Stanage was a weak hitter, batting for a .234 average in 14 years. He ranks second all time behind Billy Sullivan for having the lowest slugging percentage by a catcher in a major league season with a .233 slugging percentage in 1914. Because of his weak hitting, the Tigers were always looking for a better-hitting catcher, trying Jack Onslow, Red McKee, Del Baker, Tubby Spencer and Archie Yelle. Eddie Ainsmith finally won the job in 1919, but Stanage regained the starting role in 1920. Over the course of his career, Stanage appeared in 1,075 games as a catcher for the Tigers – second in club history to Bill Freehan's 1,581 games and ahead of Lance Parrish's 1,039 games at the position.

===Game-fixing allegations===

In 1922, allegations arose concerning a three-game series against Chicago White Sox on September 2 and 3, 1917. The White Sox were in a pennant race with the Boston Red Sox and swept the series. Two weeks later, the Tigers swept a three-game series against the Red Sox, The White Sox collected a fund which was paid to Tigers players. Stanage said that White Sox players, Swede Risberg and Chick Gandil, had paid $200 each to three Detroit pitchers and $75 to Stanage. Stanage insisted, "It was merely a reward for our beating the Red Sox and there was nothing about laying down mentioned." Gandil and Risberg later stated that they had, in fact, paid the Tigers $45 apiece for "sloughing" in the series against the White Sox. Stanage testified at the hearing called by Commissioner Kenesaw Mountain Landis and was asked if he thought there was anything about him giving up 21 stolen bases in the series with the White Sox. Stanage drew laughs when he answered, "That happened to me lots of times."

===Minor leagues===
In January 1921, the Tigers traded Stanage and three other players to the Los Angeles Angels of the Pacific Coast League (PCL) in exchange for catcher Johnny Bassler. Stanage appeared in 96 games as a catcher for the Angels and compiled a .278 batting average.
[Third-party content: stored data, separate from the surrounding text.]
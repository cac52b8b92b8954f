pub mod components;
pub mod config;
pub mod error;
pub mod server;
pub mod shutdown;
pub mod startup;
pub mod utils;
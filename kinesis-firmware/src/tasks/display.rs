//! Display rendering task
//!
//! Renders the latest scene into the frame buffer and flushes it over I2C.
//! The latest-wins signal coalesces frames whenever the bus transfer is
//! slower than the sample rate.

use defmt::*;
use embassy_rp::i2c::{Async, I2c};
use embassy_rp::peripherals::I2C1;

use crate::channels::SCENE;
use crate::ssd1306::Ssd1306;

/// Display update task
#[embassy_executor::task]
pub async fn display_task(mut display: Ssd1306<I2c<'static, I2C1, Async>>) {
    info!("Display task started");

    loop {
        let scene = SCENE.wait().await;

        scene.render(display.frame_mut());
        if let Err(e) = display.flush().await {
            warn!("Display flush failed: {:?}", e);
        }
    }
}
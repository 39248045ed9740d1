//! Controller task
//!
//! Folds button events into the control state, combines each stick sample
//! with that state and publishes LED levels and display scenes.

use defmt::*;
use embassy_futures::select::{select, Either};

use kinesis_core::led::LedLevels;
use kinesis_core::scene::Scene;
use kinesis_core::state::ControlState;
use kinesis_core::stick::StickSample;

use crate::channels::{INPUT_CHANNEL, LED_LEVELS, SCENE, STICK_SAMPLE};

/// Controller task - main coordination loop
#[embassy_executor::task]
pub async fn controller_task() {
    info!("Controller task started");

    let mut state = ControlState::new();
    let mut sample = StickSample::centered();

    // Boot frame: centered square, LEDs off
    LED_LEVELS.signal(LedLevels::plan(sample, &state));
    SCENE.signal(Scene::centered(state.border));

    loop {
        match select(INPUT_CHANNEL.receive(), STICK_SAMPLE.wait()).await {
            Either::First(event) => {
                state.handle(event);
                debug!("Input: {:?} -> {:?}", event, state);
            }
            Either::Second(s) => {
                sample = s;
            }
        }

        LED_LEVELS.signal(LedLevels::plan(sample, &state));
        SCENE.signal(Scene::from_sample(sample, state.border));
    }
}
//! Embassy async tasks
//!
//! Each task runs independently and communicates via channels/signals.

pub mod buttons;
pub mod controller;
pub mod display;
pub mod leds;
pub mod stick;

pub use buttons::button_task;
pub use controller::controller_task;
pub use display::display_task;
pub use leds::led_task;
pub use stick::stick_task;
//! SSD1306 OLED display driver
//!
//! Driver for 128x64 SSD1306-based OLED panels via I2C. Uses horizontal
//! addressing mode so a full frame goes out in a single data transfer.

use kinesis_core::frame::{FrameBuffer, PAGES, WIDTH};

/// SSD1306 I2C address (typically 0x3C or 0x3D)
const SSD1306_ADDR: u8 = 0x3C;

/// SSD1306 commands
#[allow(dead_code)]
mod cmd {
    pub const DISPLAY_OFF: u8 = 0xAE;
    pub const DISPLAY_ON: u8 = 0xAF;
    pub const SET_CONTRAST: u8 = 0x81;
    pub const ENTIRE_ON_RESUME: u8 = 0xA4;
    pub const SET_NORMAL: u8 = 0xA6;
    pub const SET_INVERSE: u8 = 0xA7;
    pub const SET_MEM_MODE: u8 = 0x20;
    pub const SET_COLUMN_ADDR: u8 = 0x21;
    pub const SET_PAGE_ADDR: u8 = 0x22;
    pub const SET_DISPLAY_OFFSET: u8 = 0xD3;
    pub const SET_COM_PINS: u8 = 0xDA;
    pub const SET_VCOM_DESELECT: u8 = 0xDB;
    pub const SET_CLOCK_DIV: u8 = 0xD5;
    pub const SET_PRECHARGE: u8 = 0xD9;
    pub const SET_MUX_RATIO: u8 = 0xA8;
    pub const SET_START_LINE: u8 = 0x40;
    pub const SET_SEG_REMAP: u8 = 0xA1;
    pub const SET_COM_SCAN_DEC: u8 = 0xC8;
    pub const SET_CHARGE_PUMP: u8 = 0x8D;
}

/// SSD1306 OLED driver owning the frame buffer
pub struct Ssd1306<I2C> {
    i2c: I2C,
    frame: FrameBuffer,
}

impl<I2C> Ssd1306<I2C>
where
    I2C: embedded_hal_async::i2c::I2c,
{
    /// Create a new SSD1306 driver
    pub fn new(i2c: I2C) -> Self {
        Self {
            i2c,
            frame: FrameBuffer::new(),
        }
    }

    /// Initialize the panel
    pub async fn init(&mut self) -> Result<(), I2C::Error> {
        let init_cmds: &[u8] = &[
            cmd::DISPLAY_OFF,
            cmd::SET_CLOCK_DIV,
            0x80, // Default clock
            cmd::SET_MUX_RATIO,
            0x3F, // 64 lines
            cmd::SET_DISPLAY_OFFSET,
            0x00,
            cmd::SET_START_LINE | 0x00,
            cmd::SET_CHARGE_PUMP,
            0x14, // Internal charge pump
            cmd::SET_MEM_MODE,
            0x00,                  // Horizontal addressing
            cmd::SET_SEG_REMAP,    // Flip horizontally
            cmd::SET_COM_SCAN_DEC, // Flip vertically
            cmd::SET_COM_PINS,
            0x12, // Alternative COM config
            cmd::SET_CONTRAST,
            0xCF, // High contrast
            cmd::SET_PRECHARGE,
            0xF1,
            cmd::SET_VCOM_DESELECT,
            0x40,
            cmd::ENTIRE_ON_RESUME,
            cmd::SET_NORMAL,
            cmd::DISPLAY_ON,
        ];

        for &c in init_cmds {
            self.command(c).await?;
        }

        Ok(())
    }

    /// Send a command byte to the display
    async fn command(&mut self, cmd: u8) -> Result<(), I2C::Error> {
        self.i2c.write(SSD1306_ADDR, &[0x00, cmd]).await
    }

    /// Mutable access to the frame buffer for rendering
    pub fn frame_mut(&mut self) -> &mut FrameBuffer {
        &mut self.frame
    }

    /// Flush the frame buffer to the panel
    pub async fn flush(&mut self) -> Result<(), I2C::Error> {
        // Reset the address window to the full panel
        self.command(cmd::SET_COLUMN_ADDR).await?;
        self.command(0x00).await?;
        self.command(WIDTH as u8 - 1).await?;
        self.command(cmd::SET_PAGE_ADDR).await?;
        self.command(0x00).await?;
        self.command(PAGES as u8 - 1).await?;

        // Whole frame in one data transfer
        let mut data = [0u8; WIDTH * PAGES + 1];
        data[0] = 0x40; // Data mode
        for (page, chunk) in self
            .frame
            .as_pages()
            .iter()
            .zip(data[1..].chunks_exact_mut(WIDTH))
        {
            chunk.copy_from_slice(page);
        }
        self.i2c.write(SSD1306_ADDR, &data).await
    }

    /// Set display contrast (0-255)
    #[allow(dead_code)]
    pub async fn set_contrast(&mut self, contrast: u8) -> Result<(), I2C::Error> {
        self.command(cmd::SET_CONTRAST).await?;
        self.command(contrast).await
    }

    /// Turn display on/off
    #[allow(dead_code)]
    pub async fn set_display_on(&mut self, on: bool) -> Result<(), I2C::Error> {
        if on {
            self.command(cmd::DISPLAY_ON).await
        } else {
            self.command(cmd::DISPLAY_OFF).await
        }
    }
}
In December 1921, the Angels sold Stanage to the Sacramento Senators, also of the PCL. Stanage appeared in 96 games as a catcher for Sacramento in 1922 and compiled a .267 batting average.

In March 1923, Stanage signed to play for the Visalia Pirates. He was released by Visalia in early June as part of a cost-cutting measure by the San Joaquin Valley teams.
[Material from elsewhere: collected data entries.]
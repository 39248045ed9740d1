//! Control state folded from button events
//!
//! Two latched flags and the border style, all toggled by debounced button
//! presses. The green LED and the border style flip together on a stick
//! press; button A flips the all-LEDs override.

use crate::input::InputEvent;
use crate::scene::BorderStyle;

/// Latched output modes toggled by the buttons
#[derive(Debug, Clone, Copy, PartialEq, Eq)]
#[cfg_attr(feature = "defmt", derive(defmt::Format))]
pub struct ControlState {
    /// Green LED latch, toggled by the stick button
    pub green_led: bool,
    /// Force all three LEDs fully on, toggled by button A
    pub all_leds_on: bool,
    /// Display border style, toggled together with the green LED
    pub border: BorderStyle,
}

impl ControlState {
    /// Boot state: LEDs off, single border
    pub const fn new() -> Self {
        Self {
            green_led: false,
            all_leds_on: false,
            border: BorderStyle::Single,
        }
    }

    /// Fold one debounced button event into the state
    pub fn handle(&mut self, event: InputEvent) {
        match event {
            InputEvent::StickPress => {
                self.green_led = !self.green_led;
                self.border = self.border.toggled();
            }
            InputEvent::ButtonA => {
                self.all_leds_on = !self.all_leds_on;
            }
        }
    }
}

impl Default for ControlState {
    fn default() -> Self {
        Self::new()
    }
}

#[cfg(test)]
mod tests {
    use super::*;

    #[test]
    fn stick_press_toggles_green_and_border_together() {
        let mut state = ControlState::new();
        state.handle(InputEvent::StickPress);
        assert!(state.green_led);
        assert_eq!(state.border, BorderStyle::Double);

        state.handle(InputEvent::StickPress);
        assert!(!state.green_led);
        assert_eq!(state.border, BorderStyle::Single);
    }

    #[test]
    fn button_a_toggles_override_only() {
        let mut state = ControlState::new();
        state.handle(InputEvent::ButtonA);
        assert!(state.all_leds_on);
        assert!(!state.green_led);
        assert_eq!(state.border, BorderStyle::Single);

        state.handle(InputEvent::ButtonA);
        assert!(!state.all_leds_on);
    }

    #[test]
    fn toggles_are_independent() {
        let mut state = ControlState::new();
        state.handle(InputEvent::ButtonA);
        state.handle(InputEvent::StickPress);
        assert!(state.all_leds_on);
        assert!(state.green_led);

        state.handle(InputEvent::ButtonA);
        assert!(!state.all_leds_on);
        assert!(state.green_led);
    }
}
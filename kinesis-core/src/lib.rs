//! Board-agnostic core logic for the kinesis joystick firmware
//!
//! This crate contains all application logic that does not depend on
//! specific hardware implementations:
//!
//! - Button input events and debouncing
//! - Joystick axis to LED duty mapping
//! - Control state folded from button presses
//! - Display scene model and frame buffer
//!
//! Everything here is pure and runs on the host for testing; the firmware
//! crate wires it to the RP2040 peripherals.

#![no_std]
#![deny(unsafe_code)]

pub mod frame;
pub mod input;
pub mod led;
pub mod scene;
pub mod state;
pub mod stick;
On February 1, 1924, Stanage signed with the Toronto Maple Leafs of the International League. He appeared in 96 games for Toronto, 92 of them as a catcher, and compiled a .252 batting average.

===Coaching career===
In February 1925, Stanage was hired by Detroit manager Ty Cobb as the Tigers' pitching coach. Stanage also appeared in three games as a player in 1925, garnering one hit in five at bats. He played his last major league game on June 17, 1925.
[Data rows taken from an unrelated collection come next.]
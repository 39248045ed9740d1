//! Inter-task communication channels
//!
//! Defines the static channels used for communication between Embassy tasks.
//! Uses embassy-sync primitives for safe async communication.

use embassy_sync::blocking_mutex::raw::CriticalSectionRawMutex;
use embassy_sync::channel::Channel;
use embassy_sync::signal::Signal;

use kinesis_core::input::InputEvent;
use kinesis_core::led::LedLevels;
use kinesis_core::scene::Scene;
use kinesis_core::stick::StickSample;

/// Channel capacity for debounced button events
const INPUT_CHANNEL_SIZE: usize = 8;

/// Debounced button events from the button tasks
pub static INPUT_CHANNEL: Channel<CriticalSectionRawMutex, InputEvent, INPUT_CHANNEL_SIZE> =
    Channel::new();

/// Latest joystick sample (updated by the stick task, latest-wins)
pub static STICK_SAMPLE: Signal<CriticalSectionRawMutex, StickSample> = Signal::new();

/// Planned LED levels (updated by the controller)
pub static LED_LEVELS: Signal<CriticalSectionRawMutex, LedLevels> = Signal::new();

/// Scene to render (updated by the controller; coalesces when flushing lags)
pub static SCENE: Signal<CriticalSectionRawMutex, Scene> = Signal::new();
In January 1926, Stanage was hired as a player-manager for the Evansville Hubs of the Three-Eye League. At age 43, he appeared in 86 games for Evansville, 79 as a catcher, and compiled a .251 batting average.

On November 30, 1926, after Cobb left as the Tigers' manager, Stanage was hired as a coach for the Pittsburgh Pirates; his former Detroit teammate Donie Bush had just been hired as the Pirates' manager. After five years as a coach for the Pirates, Stanage was released on September 1, 1931.

==Family and later years==
After his playing career was over, Stanage lived in Detroit. He worked for 21 years in the Wayne County Treasurer's Office until 1949 when he was forced to retire at age 66. In the 1950s, he worked as a watchman for Detroit Tigers games at Briggs Stadium.

Stanage was married three times. His first wife was Lucille, to whom he was married in 1915. Lucille was arrested in 1921 for passing a bad check in Oakland, California; she was released after Stanage made good on the check. In June 1922, Lucile filed for divorce, charging that Stanage "kept company with other women and frequently abused her." She was arrested two months later on charges of again passing a bad check.

Stanage's second wife was Della with whom he had two sons and two daughters; Della died in 1950. After the death of Della, Stanage was remarried to his third wife, Mabel.

Stanage died at Detroit Osteopathic Hospital in 1964 after a long illness at age 81.